Meditation is one of the best tools humans have for training our minds
Mindfulness meditation has been practiced in East and Southeast Asia since the Buddha began teaching it 2,600 years ago. As the Burmese teacher S.N. Goenka has noted, the Buddha didn’t teach a sectarian religion, but rather a way of life, a tool for achieving clarity, peace of mind, and liberation from suffering. In the past few decades, it has taken off in the West, with the help of teachers like Thich Nhat Hanh, Jon Kabat-Zinn, Chogyam Trungpa Rinpoche, Tara Brach, and Jack Kornfield.
The goal of meditation is sometimes misunderstood as emptying the mind. But as Davidson has put it, “It’s really about discovering what the true nature of our mind is. It’s more of an exploration, an investigation, an opening, a kind of radical honesty about who it is that we are.”
Its power to stabilize the frenzied mind and body has also become a fascination of neuroscientists, psychologists, and doctors. “Meditation is a discipline ... that liberates you from the tyranny of feelings,” the evolutionary psychologist Robert Wright, author of Why Buddhism Is True, said in an interview with Vox’s Sean Illing. “It’s a technique for taking things ranging from anxiety to remorse to actual physical pain and they’re taking a perspective on them that somewhat releases you from their grip.”
Recently, scientific researchers have shown in clinical settings that mindfulness meditation can reduce anxiety and depression, as well as pain.
Though there are few randomized controlled trials on meditation and mental health, a 2014 meta-analysis by Johns Hopkins researchers for the Agency for Healthcare Research and Quality found that meditation, and in particular mindfulness, can have a role in treating depression, anxiety, and pain in adults — as much as medications but with no side effects. Meditation can also, to a lesser degree, reduce the toll of psychological distress, the review found.
There’s also some evidence that meditation may help prevent cardiovascular disease, although, as the American Heart Association noted in a 2017 statement, “the overall quality and, in some cases, quantity of study data are modest.”
When it comes to kids, more and more schools are implementing mindfulness meditation programs. The research on meditation for kids is still fairly preliminary, but a meta-analysis of randomized controlled trials of mindfulness-based interventions in kids and adolescents published in October in the Journal of Child Psychology and Psychiatry found there were significant positive effects on executive functioning, attention, depression, anxiety/stress, and negative behaviors.

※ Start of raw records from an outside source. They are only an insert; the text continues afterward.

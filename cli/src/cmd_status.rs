//! `janus status`

use anyhow::Result;

use janus_core::{CheckpointStore, Cursor, FactStore, NodeGateway};

use crate::config::JanusConfig;

pub async fn run(config: &JanusConfig) -> Result<()> {
    let storage = crate::open_storage(config).await?;
    let gateway = crate::connect_gateway(config)?;

    let checkpoint = storage.checkpoints.load_checkpoint().await?;
    let head = gateway.head_height().await?;
    let facts = storage.facts.fact_count().await?;

    let height = checkpoint.map(|c| c.height).unwrap_or(config.indexer.floor_height);
    let cursor = Cursor::new(height, config.indexer.confirmation_depth);

    println!("Janus v{}", env!("CARGO_PKG_VERSION"));
    println!("  Node:        {}", config.node.endpoint);
    println!("  Storage:     {} ({})", storage.kind, config.storage.url);
    match checkpoint {
        Some(cp) => println!("  Checkpoint:  {} (updated {})", cp.height, cp.updated_at),
        None => println!("  Checkpoint:  none (starts at floor {height})"),
    }
    println!("  Head:        {head}");
    println!("  Safe head:   {}", cursor.safe_head(head));
    println!("  Lag:         {}", cursor.lag(head));
    println!("  Miner facts: {facts}");
    Ok(())
}
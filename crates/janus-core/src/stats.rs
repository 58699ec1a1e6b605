//! Daily miner-creation statistics built on top of [`FactStore::daily_stats`].
//!
//! [`FactStore::daily_stats`]: crate::facts::FactStore::daily_stats

use chrono::{DateTime, Duration, NaiveDate, Utc};
use std::collections::HashMap;

use crate::facts::DailyMinerStat;

/// Look-back used when the interval is missing or malformed.
pub const DEFAULT_INTERVAL_DAYS: i64 = 7;

const ATTO_PER_FIL: f64 = 1e18;

/// Parse an interval of the form `"<N>d"` into a day count.
pub fn parse_interval_days(interval: &str) -> i64 {
    interval
        .strip_suffix('d')
        .and_then(|n| n.parse::<i64>().ok())
        .filter(|n| *n >= 0)
        .unwrap_or(DEFAULT_INTERVAL_DAYS)
}

/// Convert a decimal attoFIL string to FIL. Unparseable values count as zero.
pub fn atto_to_fil(atto: &str) -> f64 {
    atto.parse::<f64>().map(|v| v / ATTO_PER_FIL).unwrap_or(0.0)
}

/// The time window covering the last `days` days up to `now`.
#[derive(Debug, Clone, Copy, PartialEq, Eq)]
pub struct StatsWindow {
    pub start_ts: i64,
    pub end_ts: i64,
    pub start_date: NaiveDate,
    pub days: i64,
}

impl StatsWindow {
    pub fn ending_at(now: DateTime<Utc>, days: i64) -> Self {
        let start = now - Duration::days(days);
        Self {
            start_ts: start.timestamp(),
            end_ts: now.timestamp(),
            start_date: start.date_naive(),
            days,
        }
    }
}

/// Expand sparse per-day rows into a dense `days + 1`-long series starting
/// at `start`.
///
/// Missing days get a zero count. Days whose average cost is zero take the
/// first non-zero cost found in the series, so the cost line has no holes.
pub fn daily_series(rows: &[DailyMinerStat], start: NaiveDate, days: i64) -> Vec<DailyMinerStat> {
    let by_date: HashMap<&str, &DailyMinerStat> =
        rows.iter().map(|r| (r.date.as_str(), r)).collect();

    let mut series: Vec<DailyMinerStat> = (0..=days)
        .map(|d| {
            let date = (start + Duration::days(d)).format("%Y-%m-%d").to_string();
            let (count, cost) = by_date
                .get(date.as_str())
                .map(|r| (r.count, r.cost))
                .unwrap_or((0, 0.0));
            DailyMinerStat { date, count, cost }
        })
        .collect();

    let fill = series
        .iter()
        .map(|s| s.cost)
        .find(|c| *c != 0.0)
        .unwrap_or(0.0);
    for stat in series.iter_mut().filter(|s| s.cost == 0.0) {
        stat.cost = fill;
    }
    series
}
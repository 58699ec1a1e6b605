//! Shared types for the sync pipeline.

use serde::{Deserialize, Serialize};

/// A chain height. Signed to match the node's epoch type.
pub type Epoch = i64;

// ─── BlockMeta ────────────────────────────────────────────────────────────────

/// The block context a message was observed in.
#[derive(Debug, Clone, PartialEq, Eq, Hash, Serialize, Deserialize)]
pub struct BlockMeta {
    /// Epoch the block was produced at.
    pub height: Epoch,
    /// Content-addressed block identifier.
    pub cid: String,
    /// Unix timestamp of the block (seconds since epoch).
    pub timestamp: i64,
}

// ─── Message ─────────────────────────────────────────────────────────────────

/// A chain message as returned by the node.
///
/// Identity is the content-addressed `cid`; the same message can be carried
/// by several blocks of one tipset.
#[derive(Debug, Clone, PartialEq, Eq, Serialize, Deserialize)]
pub struct Message {
    /// Content-addressed message identifier.
    pub cid: String,
    /// Sender address (e.g. `f1…`).
    pub from: String,
    /// Recipient address (e.g. `f04`).
    pub to: String,
    /// Sender nonce.
    pub nonce: u64,
    /// Transferred value in attoFIL, as a decimal string.
    pub value: String,
    /// Actor method number.
    pub method: u64,
}

// ─── MinerFact ────────────────────────────────────────────────────────────────

/// One persisted row per unique miner-creation message.
#[derive(Debug, Clone, PartialEq, Eq, Serialize, Deserialize)]
pub struct MinerFact {
    /// Epoch of the block the message first appeared in.
    pub height: Epoch,
    /// Block cid.
    pub block_cid: String,
    /// Block timestamp (Unix seconds).
    pub timestamp: i64,
    /// Message cid (unique).
    pub msg_cid: String,
    /// Address that created the miner.
    pub from: String,
    /// Value sent with the creation message, in attoFIL.
    pub cost: String,
}

impl MinerFact {
    /// Build a fact from a matched message and its block context.
    pub fn new(block: &BlockMeta, msg: &Message) -> Self {
        Self {
            height: block.height,
            block_cid: block.cid.clone(),
            timestamp: block.timestamp,
            msg_cid: msg.cid.clone(),
            from: msg.from.clone(),
            cost: msg.value.clone(),
        }
    }
}
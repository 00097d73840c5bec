use std::collections::BTreeMap;

use ndarray::Array4;
use serde::{Deserialize, Serialize};

use crate::error::{Result, UnfoldError};

// ---------------------------------------------------------------------------
// FluxLookup – simulated flux tensors
// ---------------------------------------------------------------------------

/// Source of simulated flux, indexed
/// `[particle, angular group, energy group, quantity]`.
pub trait FluxLookup {
    fn flux(&self, particle: &str, power_kw: f64) -> Result<Array4<f64>>;
}

/// Flux tensors tallied at one reference power and scaled linearly to
/// the requested power.
#[derive(Debug, Clone, PartialEq)]
pub struct TabulatedFlux {
    reference_power_kw: f64,
    tensors: BTreeMap<String, Array4<f64>>,
}

impl TabulatedFlux {
    pub fn new(reference_power_kw: f64, tensors: BTreeMap<String, Array4<f64>>) -> Result<Self> {
        if !reference_power_kw.is_finite() || reference_power_kw <= 0.0 {
            return Err(UnfoldError::Configuration(format!(
                "flux reference power must be positive, got {reference_power_kw}"
            )));
        }
        Ok(Self {
            reference_power_kw,
            tensors,
        })
    }

    pub fn reference_power_kw(&self) -> f64 {
        self.reference_power_kw
    }

    pub fn particles(&self) -> impl Iterator<Item = &str> {
        self.tensors.keys().map(String::as_str)
    }
}

impl FluxLookup for TabulatedFlux {
    fn flux(&self, particle: &str, power_kw: f64) -> Result<Array4<f64>> {
        let tensor = self.tensors.get(particle).ok_or_else(|| {
            UnfoldError::Configuration(format!("no flux tallied for particle '{particle}'"))
        })?;
        Ok(tensor * (power_kw / self.reference_power_kw))
    }
}

// ---------------------------------------------------------------------------
// FluxTable – serialized form
// ---------------------------------------------------------------------------

/// Row-major tensor data with its 4-D shape.
#[derive(Debug, Clone, PartialEq, Serialize, Deserialize)]
pub struct TensorData {
    pub shape: [usize; 4],
    pub data: Vec<f64>,
}

#[derive(Debug, Clone, PartialEq, Serialize, Deserialize)]
pub struct FluxTable {
    pub reference_power_kw: f64,
    pub particles: BTreeMap<String, TensorData>,
}

impl TryFrom<FluxTable> for TabulatedFlux {
    type Error = UnfoldError;

    fn try_from(table: FluxTable) -> Result<Self> {
        let mut tensors = BTreeMap::new();
        for (particle, tensor) in table.particles {
            let expected: usize = tensor.shape.iter().product();
            let actual = tensor.data.len();
            let array = Array4::from_shape_vec(tensor.shape, tensor.data)
                .map_err(|_| UnfoldError::shape("flux tensor", expected, actual))?;
            tensors.insert(particle, array);
        }
        TabulatedFlux::new(table.reference_power_kw, tensors)
    }
}

impl From<&TabulatedFlux> for FluxTable {
    fn from(flux: &TabulatedFlux) -> Self {
        let particles = flux
            .tensors
            .iter()
            .map(|(name, t)| {
                let dim = t.dim();
                (
                    name.clone(),
                    TensorData {
                        shape: [dim.0, dim.1, dim.2, dim.3],
                        data: t.iter().copied().collect(),
                    },
                )
            })
            .collect();
        FluxTable {
            reference_power_kw: flux.reference_power_kw,
            particles,
        }
    }
}

#[cfg(test)]
mod tests {
    use super::*;

    fn table() -> FluxTable {
        let mut particles = BTreeMap::new();
        particles.insert(
            "n".to_string(),
            TensorData {
                shape: [1, 2, 3, 1],
                data: vec![1.0, 2.0, 3.0, 4.0, 5.0, 6.0],
            },
        );
        FluxTable {
            reference_power_kw: 100.0,
            particles,
        }
    }

    #[test]
    fn flux_scales_linearly_with_power() {
        let flux = TabulatedFlux::try_from(table()).unwrap();
        assert_eq!(flux.reference_power_kw(), 100.0);
        assert_eq!(flux.particles().collect::<Vec<_>>(), ["n"]);
        let at_ref = flux.flux("n", 100.0).unwrap();
        let doubled = flux.flux("n", 200.0).unwrap();
        assert_eq!(at_ref[[0, 1, 2, 0]], 6.0);
        assert_eq!(doubled[[0, 1, 2, 0]], 12.0);
    }

    #[test]
    fn unknown_particle_is_an_error() {
        let flux = TabulatedFlux::try_from(table()).unwrap();
        assert!(flux.flux("p", 100.0).is_err());
    }

    #[test]
    fn bad_tensor_length_is_a_shape_mismatch() {
        let mut t = table();
        t.particles.get_mut("n").unwrap().data.pop();
        let err = TabulatedFlux::try_from(t).unwrap_err();
        assert!(matches!(err, UnfoldError::ShapeMismatch { .. }));
    }
}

Though there’s clearly momentum around yoga and meditation, the new CDC data show that access to these tools isn’t equal. White adults were more likely to use yoga and meditation compared with Hispanic and black adults.
And as more people see yoga and meditation as a business opportunity, “there’s a challenge around preserving the authenticity of these practices and ensuring they are taught with fidelity,” said Davidson. That means respecting and sharing the long history of the practices, and teaching them in a rigorous way.
One of the final big takeaways of the new data from the CDC is that we have options for experimenting with these practices — be it Tibetan Buddhist meditation techniques or Iyengar yoga, on apps, videos, or in-person classes. “One size does not fit all,” said Davidson. “Some people may benefit from apps; others may not. But there’s a real urgency to train our mind, as our attention is increasingly being captured by digital devices.”